La campagne de déclaration d’occupation des biens immobiliers se dirige-t-elle vers un échec retentissant ? Selon plusieurs juristes, l’amende de 150 euros pour défaut de déclaration pourrait être remise en cause devant les tribunaux, en raison de l’absence d’un formulaire papier. Voici les éléments à considérer.
Une campagne compliquée pour les propriétaires
Face à une participation insuffisante, le gouvernement a prolongé d’un mois la période de déclaration d’occupation, à effectuer via l’espace personnel sur impots.gouv.fr. Toutefois, la situation sur le terrain est tendue. Les centres des impôts souffrent d’un afflux de demandes, tandis que de nombreux propriétaires peinent à comprendre le formulaire, redoutent une hausse de la taxe foncière et trouvent peu de réponses de la part des conseillers.
Certains se retrouvent dans l’impossibilité de compléter leur déclaration, qui est entièrement dématérialisée pour la première fois. Ils doivent alors soit tenter de joindre l'administration par téléphone, souvent sans succès, ou se rendre en personne, ce qui implique de longues attentes, difficilement supportables pour les personnes âgées. Cette situation génère de la frustration et même des risques d’erreurs, certains agents improvisant des formulaires papier sans modèle officiel.
Rupture d’égalité face à la dématérialisation
La question de la dématérialisation est au cœur des inquiétudes. En effet, l’absence d’un formulaire papier pourrait entraîner une rupture d’égalité entre ceux maîtrisant Internet et ceux qui en sont éloignés. Richard Chevalier, conseiller fiscal, affirme que l’amende prévue peut être annulée sur ce fondement, rappelant qu’un recours en justice est possible, bien que cela nécessiterait d’établir un contentieux et de prouver l’impossibilité d’accéder à Internet.

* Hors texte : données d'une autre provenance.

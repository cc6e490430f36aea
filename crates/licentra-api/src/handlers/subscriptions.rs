//! Admin subscription management: listing, approval, direct assignment.

use crate::auth::models::AdminIdentity;
use crate::error::{ErrorResponse, HttpAppError, ValidatedJson};
use crate::handlers::{default_limit, default_page, SuccessResponse};
use crate::state::AppState;
use axum::{
    extract::{Path, Query, State},
    response::IntoResponse,
    Json,
};
use chrono::Utc;
use licentra_core::models::{expiry_after, PageParams, Pagination, SubscriptionStatus};
use licentra_core::AppError;
use licentra_db::AdminSubscriptionRow;
use serde::{Deserialize, Serialize};
use std::sync::Arc;
use utoipa::{IntoParams, ToSchema};
use uuid::Uuid;

#[derive(Debug, Deserialize, IntoParams)]
pub struct SubscriptionListQuery {
    #[serde(default = "default_page")]
    pub page: i64,
    #[serde(default = "default_limit")]
    pub limit: i64,
    /// Filter by lifecycle status
    pub status: Option<SubscriptionStatus>,
}

#[derive(Debug, Serialize, ToSchema)]
pub struct SubscriptionListResponse {
    pub success: bool,
    #[schema(value_type = Vec<Object>)]
    pub subscriptions: Vec<AdminSubscriptionRow>,
    pub pagination: Pagination,
}

#[derive(Debug, Deserialize, ToSchema)]
pub struct AssignSubscriptionRequest {
    pub pack_id: Uuid,
}

#[utoipa::path(
    get,
    path = "/api/v1/admin/subscriptions",
    tag = "admin-subscriptions",
    params(SubscriptionListQuery),
    responses(
        (status = 200, description = "List of subscriptions", body = SubscriptionListResponse),
        (status = 403, description = "Admin access required", body = ErrorResponse)
    )
)]
#[tracing::instrument(skip(state, _admin, query))]
pub async fn list_subscriptions(
    State(state): State<Arc<AppState>>,
    _admin: AdminIdentity,
    Query(query): Query<SubscriptionListQuery>,
) -> Result<impl IntoResponse, HttpAppError> {
    let params = PageParams {
        page: query.page,
        limit: query.limit,
    }
    .normalized();

    let subscriptions = state
        .subscriptions
        .list_all(query.status, params.limit, params.offset())
        .await?;
    let total = state.subscriptions.count_all(query.status).await?;

    Ok(Json(SubscriptionListResponse {
        success: true,
        subscriptions,
        pagination: Pagination::new(params, total),
    }))
}

#[utoipa::path(
    post,
    path = "/api/v1/admin/subscriptions/{id}/approve",
    tag = "admin-subscriptions",
    params(("id" = Uuid, Path, description = "Subscription ID")),
    responses(
        (status = 200, description = "Subscription approved", body = SuccessResponse),
        (status = 404, description = "Subscription not found", body = ErrorResponse),
        (status = 409, description = "Customer already has an active subscription", body = ErrorResponse),
        (status = 412, description = "Subscription is not in the requested state", body = ErrorResponse)
    )
)]
#[tracing::instrument(skip(state, _admin))]
pub async fn approve_subscription(
    State(state): State<Arc<AppState>>,
    _admin: AdminIdentity,
    Path(id): Path<Uuid>,
) -> Result<impl IntoResponse, HttpAppError> {
    state.subscriptions.approve(id).await?;

    Ok(Json(SuccessResponse::new(
        "Subscription approved successfully",
    )))
}

#[utoipa::path(
    post,
    path = "/api/v1/admin/customers/{id}/assign-subscription",
    tag = "admin-subscriptions",
    params(("id" = Uuid, Path, description = "Customer ID")),
    request_body = AssignSubscriptionRequest,
    responses(
        (status = 200, description = "Subscription assigned", body = SuccessResponse),
        (status = 404, description = "Customer or pack not found", body = ErrorResponse),
        (status = 409, description = "Customer already has an active subscription", body = ErrorResponse)
    )
)]
#[tracing::instrument(skip(state, _admin, request))]
pub async fn assign_subscription(
    State(state): State<Arc<AppState>>,
    _admin: AdminIdentity,
    Path(customer_id): Path<Uuid>,
    ValidatedJson(request): ValidatedJson<AssignSubscriptionRequest>,
) -> Result<impl IntoResponse, HttpAppError> {
    let customer = state
        .customers
        .get_by_id(customer_id)
        .await?
        .ok_or_else(|| AppError::NotFound("Customer not found".to_string()))?;

    let pack = state
        .packs
        .get_by_id(request.pack_id)
        .await?
        .ok_or_else(|| AppError::NotFound("Subscription pack not found".to_string()))?;

    let assigned_at = Utc::now();
    let expires_at = expiry_after(assigned_at, pack.validity_months);

    state
        .subscriptions
        .create_assigned(customer.id, pack.id, assigned_at, expires_at)
        .await?;

    Ok(Json(SuccessResponse::new(
        "Subscription assigned successfully",
    )))
}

Plus de 4 millions de ménages continuent de déclarer leurs revenus par voie papier, et il est fort probable que ce soit également le cas pour nombre d’entre eux concernant la déclaration d’occupation. Des experts, comme Frédéric Douet, professeur de droit fiscal, soulignent l’inégalité créée par ce système. Si une sanction devait être appliquée, l'envoi d'une lettre recommandée pour expliquer son incapacité à déclarer en ligne pourrait permettre d'échapper à l'amende.